WHAT YOU NEED TO DO:
Only these lines of the data below are wanted: the one with "let raw = std::fs::read_to_string(path)?;", the one with "pub fn layout_ttl(&self)", and any lines between them, each repeated exactly.
______________________________
use serde::Serialize;
use thiserror::Error;

/// Unified result type for the canvas crate.
pub type Result<T> = std::result::Result<T, CanvasError>;

/// Errors surfaced by the canvas core.
///
/// Geometry and layout never produce these; they clamp instead.
#[derive(Debug, Error)]
pub enum CanvasError {
    #[error("widget type `{0}` is not registered")]
    UnknownWidgetType(String),
    #[error("widget type `{0}` is already registered")]
    DuplicateWidgetType(String),
    #[error(transparent)]
    Commit(#[from] CommitError),
    #[error("configuration error: {0}")]
    Config(#[from] serde_json::Error),
    #[error(transparent)]
    Io(#[from] std::io::Error),
    #[error(transparent)]
    Logging(#[from] crate::logging::LoggingError),
}

/// Raised by a position-commit collaborator when persisting a gesture fails.
#[derive(Debug, Clone, PartialEq, Eq, Error)]
#[error("failed to commit position for widget `{widget_id}`: {reason}")]
pub struct CommitError {
    pub widget_id: String,
    pub reason: String,
}

impl CommitError {
    pub fn new(widget_id: impl Into<String>, reason: impl Into<String>) -> Self {
        Self {
            widget_id: widget_id.into(),
            reason: reason.into(),
        }
    }
}

/// Field-level validation failure. Reported as data, never as an `Err`.
#[derive(Debug, Clone, PartialEq, Eq, Serialize)]
pub struct FieldError {
    pub field: String,
    pub message: String,
}

impl FieldError {
    pub fn new(field: impl Into<String>, message: impl Into<String>) -> Self {
        Self {
            field: field.into(),
            message: message.into(),
        }
    }
}
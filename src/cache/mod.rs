//! Time-stamped memoisation for expensive layout and collision work.
//!
//! Entries expire after a TTL; expiry is a performance knob only and must
//! not be relied on for freshness after a committed move. Invalidate the
//! affected widget or page instead.

mod core;
mod memo;

pub use core::{CacheStats, ComputationCache, layout_key, widget_key};
pub use memo::{KeyGenerator, MemoOptions, Memoized, memoize};
//! Tunables for the canvas core, loadable from JSON.
//!
//! Every field has a default so partial documents are accepted:
//!
//! ```json
//! { "min_widget_width": 240, "log_path": "/tmp/canvas.jsonl" }
//! ```

use std::path::{Path, PathBuf};
use std::sync::{Arc, Mutex};
use std::time::Duration;

use serde::{Deserialize, Serialize};

use crate::cache::ComputationCache;
use crate::error::Result;
use crate::interaction::{DEFAULT_MIN_HEIGHT, DEFAULT_MIN_WIDTH, InteractionConfig};
use crate::layout::{CollisionDetector, LayoutResult};
use crate::logging::{FileSink, LogLevel, Logger};
use crate::metrics::InteractionMetrics;

const DEFAULT_CACHE_TTL_MS: u64 = 60_000;
const DEFAULT_LOG_MAX_BYTES: u64 = 1024 * 1024;

#[derive(Debug, Clone, PartialEq, Serialize, Deserialize)]
#[serde(default)]
pub struct CanvasConfig {
    /// Resize floor for widget types without a registered minimum.
    pub min_widget_width: f64,
    pub min_widget_height: f64,
    pub collision_cache_ttl_ms: u64,
    pub layout_cache_ttl_ms: u64,
    /// JSON-lines log file. No file logging when unset.
    pub log_path: Option<PathBuf>,
    /// Truncate the log once it would grow past this size. Zero disables.
    pub log_max_bytes: u64,
    pub log_level: LogLevel,
    pub metrics_enabled: bool,
}

impl Default for CanvasConfig {
    fn default() -> Self {
        Self {
            min_widget_width: DEFAULT_MIN_WIDTH,
            min_widget_height: DEFAULT_MIN_HEIGHT,
            collision_cache_ttl_ms: DEFAULT_CACHE_TTL_MS,
            layout_cache_ttl_ms: DEFAULT_CACHE_TTL_MS,
            log_path: None,
            log_max_bytes: DEFAULT_LOG_MAX_BYTES,
            log_level: LogLevel::Info,
            metrics_enabled: true,
        }
    }
}

impl CanvasConfig {
    pub fn from_json_str(raw: &str) -> Result<Self> {
        Ok(serde_json::from_str(raw)?)
    }

    pub fn load(path: impl AsRef<Path>) -> Result<Self> {
        let raw = std::fs::read_to_string(path)?;
        Self::from_json_str(&raw)
    }

    pub fn collision_ttl(&self) -> Duration {
        Duration::from_millis(self.collision_cache_ttl_ms)
    }

    pub fn layout_ttl(&self) -> Duration {
        Duration::from_millis(self.layout_cache_ttl_ms)
    }

    pub fn interaction_config(&self) -> InteractionConfig {
        InteractionConfig {
            min_width: self.min_widget_width,
            min_height: self.min_widget_height,
        }
    }

    /// File logger for `log_path`, or `None` when file logging is off.
    pub fn build_logger(&self) -> Result<Option<Logger>> {
        let Some(path) = &self.log_path else {
            return Ok(None);
        };
        let sink = FileSink::new(path, self.log_max_bytes)?;
        Ok(Some(Logger::new(sink).with_min_level(self.log_level)))
    }

    pub fn metrics_handle(&self) -> Option<Arc<Mutex<InteractionMetrics>>> {
        self.metrics_enabled
            .then(|| Arc::new(Mutex::new(InteractionMetrics::new())))
    }

    pub fn collision_detector(&self) -> CollisionDetector {
        CollisionDetector::new(self.collision_ttl())
    }

    pub fn layout_cache(&self) -> ComputationCache<LayoutResult> {
        ComputationCache::new(self.layout_ttl())
    }
}
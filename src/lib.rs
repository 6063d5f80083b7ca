//! Core of a grid-based widget dashboard canvas.
//!
//! Pixel geometry is snapped and clamped onto a page's logical grid, widget
//! layouts are analysed for occupancy, gaps and overlaps, drag/resize
//! gestures run through a small state machine, and widget option trees are
//! described, defaulted and validated by a constructed registry. Rendering,
//! persistence and transport stay with the host.

pub mod cache;
pub mod config;
pub mod error;
pub mod events;
pub mod geometry;
pub mod grid;
pub mod interaction;
pub mod layout;
pub mod logging;
pub mod metrics;
pub mod model;
pub mod registry;

pub use cache::{CacheStats, ComputationCache, MemoOptions, Memoized, memoize};
pub use config::CanvasConfig;
pub use error::{CanvasError, CommitError, FieldError, Result};
pub use events::{
    CanvasEvent, CanvasEventBuilder, CanvasEventKind, CanvasEventSink, NullEventSink,
    RecordingEventSink,
};
pub use geometry::{Cell, GridPlacement, Size, Space, WidgetPosition};
pub use grid::{
    available_space, constrain_to_margins, grid_config, snap_to_grid_with_margins, to_placement,
    to_position,
};
pub use interaction::{
    CommittedPosition, EventFlow, GestureKind, GestureStart, InteractionConfig,
    InteractionController, InteractionState, PointerEvent, PositionCommit,
};
pub use layout::{
    CollisionDetector, CollisionMap, GridWidget, LayoutResult, compute_layout, compute_page_layout,
    detect_collisions,
};
pub use logging::{LogEvent, LogFields, LogLevel, Logger, LoggingError, LoggingResult};
pub use metrics::{InteractionMetrics, MetricSnapshot};
pub use model::{GridConfig, Page, WidgetInstance, WidgetOptions};
pub use registry::{
    EnhancedWidgetConfig, ValidationReport, Visibility, WidgetDefinition, WidgetOptionDefinition,
    WidgetRegistry,
};
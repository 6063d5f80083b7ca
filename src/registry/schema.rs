use std::sync::LazyLock;

use regex::Regex;
use serde::Serialize;
use serde_json::Value;

use crate::error::FieldError;
use crate::model::WidgetOptions;

use super::options::{OptionControl, WidgetOptionDefinition};

static HEX_COLOR: LazyLock<Regex> = LazyLock::new(|| {
    Regex::new(r"^#(?:[0-9a-fA-F]{3}|[0-9a-fA-F]{4}|[0-9a-fA-F]{6}|[0-9a-fA-F]{8})$")
        .expect("hex color pattern compiles")
});

/// Constraint applied to one option value.
#[derive(Debug, Clone)]
pub enum FieldKind {
    Bool,
    Number {
        min: Option<f64>,
        max: Option<f64>,
        integer: bool,
    },
    Enum(Vec<String>),
    Text {
        pattern: Option<Regex>,
        max_length: Option<usize>,
    },
    Color,
    StringList,
    Any,
}

impl FieldKind {
    /// Constraint implied by the control that edits the value.
    pub fn for_control(control: &OptionControl) -> Self {
        match control {
            OptionControl::Toggle | OptionControl::Checkbox => Self::Bool,
            OptionControl::Slider { min, max, step } => Self::Number {
                min: Some(*min),
                max: Some(*max),
                integer: step.fract() == 0.0 && min.fract() == 0.0,
            },
            OptionControl::Select { options } | OptionControl::Radio { options } => {
                Self::Enum(options.iter().map(|c| c.value.clone()).collect())
            }
            OptionControl::Text { max_length, .. } => Self::Text {
                pattern: None,
                max_length: *max_length,
            },
            OptionControl::Color => Self::Color,
            OptionControl::Tags => Self::StringList,
            OptionControl::Custom { .. } => Self::Any,
        }
    }

    fn check(&self, value: &Value) -> Option<String> {
        match self {
            Self::Bool => (!value.is_boolean()).then(|| "expected a boolean".to_string()),
            Self::Number { min, max, integer } => {
                let Some(number) = value.as_f64() else {
                    return Some("expected a number".to_string());
                };
                if *integer && number.fract() != 0.0 {
                    return Some("expected a whole number".to_string());
                }
                match (min, max) {
                    (Some(lo), Some(hi)) if number < *lo || number > *hi => {
                        Some(format!("must be between {lo} and {hi}"))
                    }
                    (Some(lo), None) if number < *lo => Some(format!("must be at least {lo}")),
                    (None, Some(hi)) if number > *hi => Some(format!("must be at most {hi}")),
                    _ => None,
                }
            }
            Self::Enum(allowed) => match value.as_str() {
                Some(s) if allowed.iter().any(|a| a == s) => None,
                _ => Some(format!("must be one of: {}", allowed.join(", "))),
            },
            Self::Text {
                pattern,
                max_length,
            } => {
                let Some(text) = value.as_str() else {
                    return Some("expected a string".to_string());
                };
                if let Some(limit) = max_length {
                    if text.chars().count() > *limit {
                        return Some(format!("must be at most {limit} characters"));
                    }
                }
                match pattern {
                    Some(re) if !text.is_empty() && !re.is_match(text) => {
                        Some(format!("does not match pattern {}", re.as_str()))
                    }
                    _ => None,
                }
            }
            Self::Color => match value.as_str() {
                Some(s) if HEX_COLOR.is_match(s) => None,
                _ => Some("expected a hex color like #1e293b".to_string()),
            },
            Self::StringList => match value.as_array() {
                Some(items) if items.iter().all(Value::is_string) => None,
                _ => Some("expected a list of strings".to_string()),
            },
            Self::Any => None,
        }
    }
}

#[derive(Debug, Clone)]
pub struct FieldRule {
    pub key: String,
    pub kind: FieldKind,
}

/// Outcome of validating a candidate option map.
#[derive(Debug, Clone, PartialEq, Eq, Serialize)]
pub struct ValidationReport {
    pub valid: bool,
    pub errors: Vec<FieldError>,
}

impl ValidationReport {
    pub fn from_errors(errors: Vec<FieldError>) -> Self {
        Self {
            valid: errors.is_empty(),
            errors,
        }
    }

    pub fn field(&self, key: &str) -> Option<&FieldError> {
        self.errors.iter().find(|error| error.field == key)
    }
}

/// Field-by-field constraints of one widget type.
#[derive(Debug, Clone, Default)]
pub struct WidgetSchema {
    rules: Vec<FieldRule>,
}

impl WidgetSchema {
    pub fn new() -> Self {
        Self::default()
    }

    /// Inserts or replaces the rule for `key`.
    pub fn set(&mut self, key: &str, kind: FieldKind) {
        match self.rules.iter_mut().find(|rule| rule.key == key) {
            Some(rule) => rule.kind = kind,
            None => self.rules.push(FieldRule {
                key: key.to_string(),
                kind,
            }),
        }
    }

    pub fn derive_from(&mut self, option: &WidgetOptionDefinition) {
        self.set(&option.key, FieldKind::for_control(&option.control));
    }

    pub fn rule(&self, key: &str) -> Option<&FieldRule> {
        self.rules.iter().find(|rule| rule.key == key)
    }

    pub fn rules(&self) -> &[FieldRule] {
        &self.rules
    }

    /// Checks every key present in `candidate`. Absent keys are not errors:
    /// they fall back to defaults. Keys the schema does not know are.
    pub fn validate(&self, candidate: &WidgetOptions) -> ValidationReport {
        let mut errors = Vec::new();
        for (key, value) in candidate {
            match self.rule(key) {
                Some(rule) => {
                    if let Some(message) = rule.kind.check(value) {
                        errors.push(FieldError::new(key.clone(), message));
                    }
                }
                None => errors.push(FieldError::new(key.clone(), "unknown option")),
            }
        }
        ValidationReport::from_errors(errors)
    }
}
______________________________
SOLUTION TO THIS EXERCISE:
        let raw = std::fs::read_to_string(path)?;
        Self::from_json_str(&raw)
    }

    pub fn collision_ttl(&self) -> Duration {
        Duration::from_millis(self.collision_cache_ttl_ms)
    }

    pub fn layout_ttl(&self) -> Duration {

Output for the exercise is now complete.